All right. So, symptoms are really something, when we look at different types of MPNs, that we think are due to the disease itself. We know that there’s a lot of inflammation with MPNs, so, that could be a source of symptoms. We know there can be blood clots that cause symptoms, disease progression, anemia, and organ dysfunction. So, things like a very large spleen that can cause bad problems with weight loss, or getting full very fast, or abdominal pain, or constipation.
That’s very different than a side effect. And really, a lot of the way we can try to help to see the difference is in the timeline of when the symptom developed.
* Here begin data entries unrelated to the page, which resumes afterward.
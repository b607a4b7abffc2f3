#![forbid(unsafe_code)]

//! panelgrid public facade crate.
//!
//! Re-exports the layout, store, and runtime crates and adds the glue most
//! hosts want: a crate-wide [`Error`], and constructors that wire a
//! controller to a file-backed store.
//!
//! ```ignore
//! use panelgrid::prelude::*;
//!
//! let mut controller = panelgrid::open_file_controller(
//!     viewport,
//!     "layout.json",
//!     LayoutConfig::default(),
//! )?;
//! controller.init();
//! ```

use std::path::PathBuf;

// --- Layout re-exports -----------------------------------------------------

pub use panelgrid_layout::{
    Anchor, ComputedBox, DragCancelReason, DragConfig, DragDiagnostics, DragEffect, DragEngine,
    DragIgnoredReason, DragPhase, DragTransition, GridMetrics, GridOptions, HiddenSet, ItemId,
    Point, PointerButton, PointerInput, PointerKind, PointerTarget, Rect, StyleProp,
    ViewportAdapter, ViewportError,
};

// --- Store re-exports ------------------------------------------------------

pub use panelgrid_store::{
    JsonFileStore, KeyValueStore, LayoutStore, LegacyAliases, MemoryStore, ResetReport,
    StorageKeys, StoreError,
};

// --- Runtime re-exports ----------------------------------------------------

pub use panelgrid_runtime::{
    ChangeSource, ConfigError, DispatchOutcome, HostEvent, LayoutConfig, LayoutController,
    LayoutNotification, ListenerTarget, PreferenceSync, ReflowHandle, SyncError,
};

// --- Errors ---------------------------------------------------------------

/// Top-level error for hosts wiring panelgrid together.
#[derive(Debug, thiserror::Error)]
pub enum Error {
    #[error(transparent)]
    Config(#[from] ConfigError),
    #[error(transparent)]
    Store(#[from] StoreError),
}

/// Standard result type for panelgrid APIs.
pub type Result<T> = std::result::Result<T, Error>;

/// Controller persisting to a JSON file.
pub type FileController<V> = LayoutController<V, JsonFileStore>;

/// Validate `config` and build a controller over the JSON file at `path`.
///
/// A missing file starts empty. A corrupt or future-version file is an
/// error; the caller decides whether to delete it or fall back to
/// [`MemoryStore`].
pub fn open_file_controller<V: ViewportAdapter>(
    viewport: V,
    path: impl Into<PathBuf>,
    config: LayoutConfig,
) -> Result<FileController<V>> {
    config.validate()?;
    let store = JsonFileStore::open(path)?;
    Ok(LayoutController::new(viewport, store, config))
}

/// Validate `config` and build a controller over a fresh in-memory store.
pub fn memory_controller<V: ViewportAdapter>(
    viewport: V,
    config: LayoutConfig,
) -> Result<LayoutController<V, MemoryStore>> {
    config.validate()?;
    Ok(LayoutController::new(viewport, MemoryStore::new(), config))
}

// --- Prelude --------------------------------------------------------------

pub mod prelude {
    pub use crate::{
        ChangeSource, Error, HostEvent, ItemId, KeyValueStore, LayoutConfig, LayoutController,
        LayoutNotification, ListenerTarget, Point, PointerInput, PointerTarget, Result,
        ViewportAdapter,
    };

    pub use crate::{layout, runtime, store};
}

pub use panelgrid_layout as layout;
pub use panelgrid_runtime as runtime;
pub use panelgrid_store as store;

#[cfg(test)]
mod tests {
    use panelgrid_layout::harness::MemoryViewport;

    use super::{Error, LayoutConfig, memory_controller};

    #[test]
    fn invalid_config_is_rejected_before_construction() {
        let mut config = LayoutConfig::default();
        config.drag.drag_threshold = -1.0;
        let viewport = MemoryViewport::grid(["a", "b"], 2, 100.0, 100.0, 10.0);
        assert!(matches!(
            memory_controller(viewport, config),
            Err(Error::Config(_))
        ));
    }
}
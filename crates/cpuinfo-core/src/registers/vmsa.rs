//! VMSA (MMU) register layout, ARMv7-A order.

use crate::bitfield::{BitfieldSpec, RegisterDescriptor};
use crate::format;

use super::common;

const TLB_TYPE: &[BitfieldSpec] = &[
    BitfieldSpec::formatted(1, "TLB", format::tlb_arrangement),
    BitfieldSpec::formatted(2, "TLB entries", format::tlb_entry_count),
    BitfieldSpec::plain(5, "-"),
    BitfieldSpec::plain(8, "Lockable unified or data entries"),
    BitfieldSpec::plain(8, "Lockable instruction entries"),
    BitfieldSpec::plain(8, "(zero)"),
];

const TTBCR: &[BitfieldSpec] = &[
    BitfieldSpec::formatted(3, "N", format::ttbr0_table_size),
    BitfieldSpec::plain(1, "(zero)"),
    BitfieldSpec::plain(1, "TTBR0 walks disabled"),
    BitfieldSpec::plain(1, "TTBR1 walks disabled"),
    BitfieldSpec::plain(25, "(zero)"),
    BitfieldSpec::plain(1, "Long descriptors"),
];

// TTBR0 and TTBR1 share one layout.
const TTBR: &[BitfieldSpec] = &[
    BitfieldSpec::plain(1, "IRGN[1]"),
    BitfieldSpec::plain(1, "Shareable"),
    BitfieldSpec::plain(1, "(impl. defined)"),
    BitfieldSpec::plain(2, "RGN (Outer cacheability)"),
    BitfieldSpec::plain(1, "NOS (Inner shareable)"),
    BitfieldSpec::plain(1, "IRGN[0]"),
    BitfieldSpec::formatted(25, "Table address", format::table_base_address),
];

const CACHE_LEVEL_ID: &[BitfieldSpec] = &[
    BitfieldSpec::formatted(3, "Cache type, level1", format::cache_type),
    BitfieldSpec::formatted(3, "Cache type, level2", format::cache_type),
    BitfieldSpec::formatted(3, "Cache type, level3", format::cache_type),
    BitfieldSpec::formatted(3, "Cache type, level4", format::cache_type),
    BitfieldSpec::formatted(3, "Cache type, level5", format::cache_type),
    BitfieldSpec::formatted(3, "Cache type, level6", format::cache_type),
    BitfieldSpec::formatted(3, "Cache type, level7", format::cache_type),
    BitfieldSpec::plain(3, "Level of unification Inner Shareable"),
    BitfieldSpec::plain(3, "Level of coherency"),
    BitfieldSpec::plain(3, "Level of unification"),
    BitfieldSpec::plain(2, "(zero)"),
];

const SCTLR: &[BitfieldSpec] = &[
    BitfieldSpec::plain(1, "MMU Enable"),
    BitfieldSpec::plain(1, "Strict Align"),
    BitfieldSpec::plain(1, "Data or Unified Cache Enable"),
    BitfieldSpec::plain(1, "CP15 Barrier Enable"),
    BitfieldSpec::plain(3, "- (SBO)"),
    BitfieldSpec::plain(3, "- (SBZ)"),
    BitfieldSpec::plain(1, "SWP/SWPB Enable"),
    BitfieldSpec::plain(1, "Branch Pred Enable"),
    BitfieldSpec::plain(1, "ICache Enable"),
    BitfieldSpec::plain(1, "High Vector"),
    BitfieldSpec::plain(1, "Round Robin"),
    BitfieldSpec::plain(1, "- (SBZ)"),
    BitfieldSpec::plain(1, "- (SBO)"),
    BitfieldSpec::plain(1, "HA flag"),
    BitfieldSpec::plain(1, "- (SBO)"),
    BitfieldSpec::plain(1, "WXN (virt. ext. only)"),
    BitfieldSpec::plain(1, "UWXN (virt. ext. only)"),
    BitfieldSpec::plain(1, "FIQ Enable"),
    BitfieldSpec::plain(2, "- (SBO)"),
    BitfieldSpec::plain(1, "VE"),
    BitfieldSpec::plain(1, "CPSR E"),
    BitfieldSpec::plain(1, "- (SBZ)"),
    BitfieldSpec::plain(1, "NMFI"),
    BitfieldSpec::plain(1, "TRE"),
    BitfieldSpec::plain(1, "AFE"),
    BitfieldSpec::plain(1, "Thumb exceptions"),
    BitfieldSpec::plain(1, "- (SBZ)"),
];

const ACTLR: &[BitfieldSpec] = &[
    BitfieldSpec::plain(1, "Cache & TLB maint. broadcast"),
    BitfieldSpec::plain(1, "L2 prefetch enable"),
    BitfieldSpec::plain(1, "L1 prefetch enable"),
    BitfieldSpec::plain(1, "Write full line of zeroes"),
    BitfieldSpec::plain(2, "(zero)"),
    BitfieldSpec::plain(1, "SMP"),
    BitfieldSpec::plain(1, "Exclusive cache"),
    BitfieldSpec::plain(1, "Alloc in one way"),
    BitfieldSpec::plain(1, "Parity on"),
    BitfieldSpec::plain(22, "-"),
];

const CPACR: &[BitfieldSpec] = &[
    BitfieldSpec::plain(20, "(zero)"),
    BitfieldSpec::plain(2, "CP10 access permission"),
    BitfieldSpec::plain(2, "CP11 access permission"),
    BitfieldSpec::plain(6, "(zero)"),
    BitfieldSpec::plain(1, "D32DIS"),
    BitfieldSpec::plain(1, "ASEDIS"),
];

/// VMSA register dump layout, in dump word order.
pub const VMSA_REGISTERS: &[RegisterDescriptor] = &[
    RegisterDescriptor::new("ID", common::MAIN_ID),
    RegisterDescriptor::new("Cache type", common::CACHE_TYPE),
    RegisterDescriptor::new("TCM type", common::GENERIC),
    RegisterDescriptor::new("TLB type", TLB_TYPE),
    RegisterDescriptor::new("TTBCR", TTBCR),
    RegisterDescriptor::new("TTBR0", TTBR),
    RegisterDescriptor::new("TTBR1", TTBR),
    RegisterDescriptor::new("Multiprocessor ID", common::GENERIC),
    RegisterDescriptor::new("Revision ID", common::GENERIC),
    RegisterDescriptor::new("Processor feature 0", common::FEATURES_0),
    RegisterDescriptor::new("Processor feature 1", common::FEATURES_1),
    RegisterDescriptor::new("Debug feature", common::DEBUG_FEATURES),
    RegisterDescriptor::new("Aux feature", common::GENERIC),
    RegisterDescriptor::new("Mem model feature 0", common::MEMORY_MODEL_0),
    RegisterDescriptor::new("Mem model feature 1", common::MEMORY_MODEL_1),
    RegisterDescriptor::new("Mem model feature 2", common::MEMORY_MODEL_2),
    RegisterDescriptor::new("Mem model feature 3", common::MEMORY_MODEL_3),
    RegisterDescriptor::new("ISA feature 0", common::ISA_0),
    RegisterDescriptor::new("ISA feature 1", common::ISA_1),
    RegisterDescriptor::new("ISA feature 2", common::ISA_2),
    RegisterDescriptor::new("ISA feature 3", common::ISA_3),
    RegisterDescriptor::new("ISA feature 4", common::ISA_4),
    RegisterDescriptor::new("ISA feature 5", common::ISA_5),
    RegisterDescriptor::new("Cache level ID", CACHE_LEVEL_ID),
    RegisterDescriptor::new("Cache size ID reg (data, level0)", common::CACHE_SIZE_ID),
    RegisterDescriptor::new("Cache size ID reg (inst, level0)", common::CACHE_SIZE_ID),
    RegisterDescriptor::new("SCTLR", SCTLR),
    RegisterDescriptor::new("ACTLR", ACTLR),
    RegisterDescriptor::new("ACTLR2", common::GENERIC),
    RegisterDescriptor::new("CPACR", CPACR),
    RegisterDescriptor::new("DACR", common::GENERIC),
    RegisterDescriptor::new("NSACR (sec. ext. only)", common::GENERIC),
    RegisterDescriptor::new("DBGDIDR", common::DEBUG_ID),
    RegisterDescriptor::new("DBGDRAR", common::DEBUG_BASE_ADDRESS),
    RegisterDescriptor::new("DBGDSAR", common::DEBUG_BASE_ADDRESS),
    RegisterDescriptor::new("DBGDSCR", common::DEBUG_STATUS),
    RegisterDescriptor::new("Config base addr reg", common::GENERIC),
    RegisterDescriptor::new("PLEIDR", common::GENERIC),
    RegisterDescriptor::new("TLB lockdown reg", common::GENERIC),
    RegisterDescriptor::new("PRRR", common::GENERIC),
    RegisterDescriptor::new("NMRR", common::GENERIC),
];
But if I start hydroxyurea, and all of a sudden I have bad nausea, just not feeling well, acid reflux, or mouth sores and ulcers that we mentioned, or even skin ulcers, that gets me thinking, you know what? I don’t think this is due to the disease itself. I think this might be due to the medication.
Okay. All right. So, that—but then Andi brought up something else is, some people have other conditions, or they’ve had surgery, like she had. So, how do you know when to attribute it to not just the medicine, but let’s say to the disease, to the MPN? How do you know that?
Yeah. The timeline is always very helpful to know in clinic visits. So, a lot of times, I’ll actually try to write in my notes everything in sequential timeline. And I’d like to know specifically when the different symptoms occurred. Things like you mentioned, with the night sweats or fatigue, sometimes – especially in the setting of something like your hysterectomy, when you’re dealing with a whole bunch of hormonal issues—can be very difficult to pick out. But knowing when things happened can help.
The other thing that can really help are laboratory tests. So, things like checking for hormone levels, or checking to see if a thyroid function is low, or if maybe someone’s low on vitamin D. I had someone just in my office today that was complaining of horrible 10-out-of-10 fatigue. So, we checked a whole bunch of things. Again[T(D3] , we checked thyroid function. I checked cortisol levels, vitamin D, B12, folate, iron levels. There are a lot of different things we can kinda do, depending on what the actual symptom is.
But I think finding a provider that’s willing to really work with you, and that just doesn’t pretty much say, “Well, it’s your MPN.” It very well might be a bigger picture. And that’s worth looking at, especially when it’s your life. I mean, it’s your functioning.
One of the things—I go on a bit of a rant about this—but what our data showed is that quality of life is one of the most important things for MPN patients. And symptoms are a huge contributor or detractor for quality of life. And that making quality of life better in the long term can actually help with overall survival through the effect of improving functioning and time with loved ones and just enjoyed experiences. It makes us eager to live. It makes us continue to function better, which ultimately makes our body better.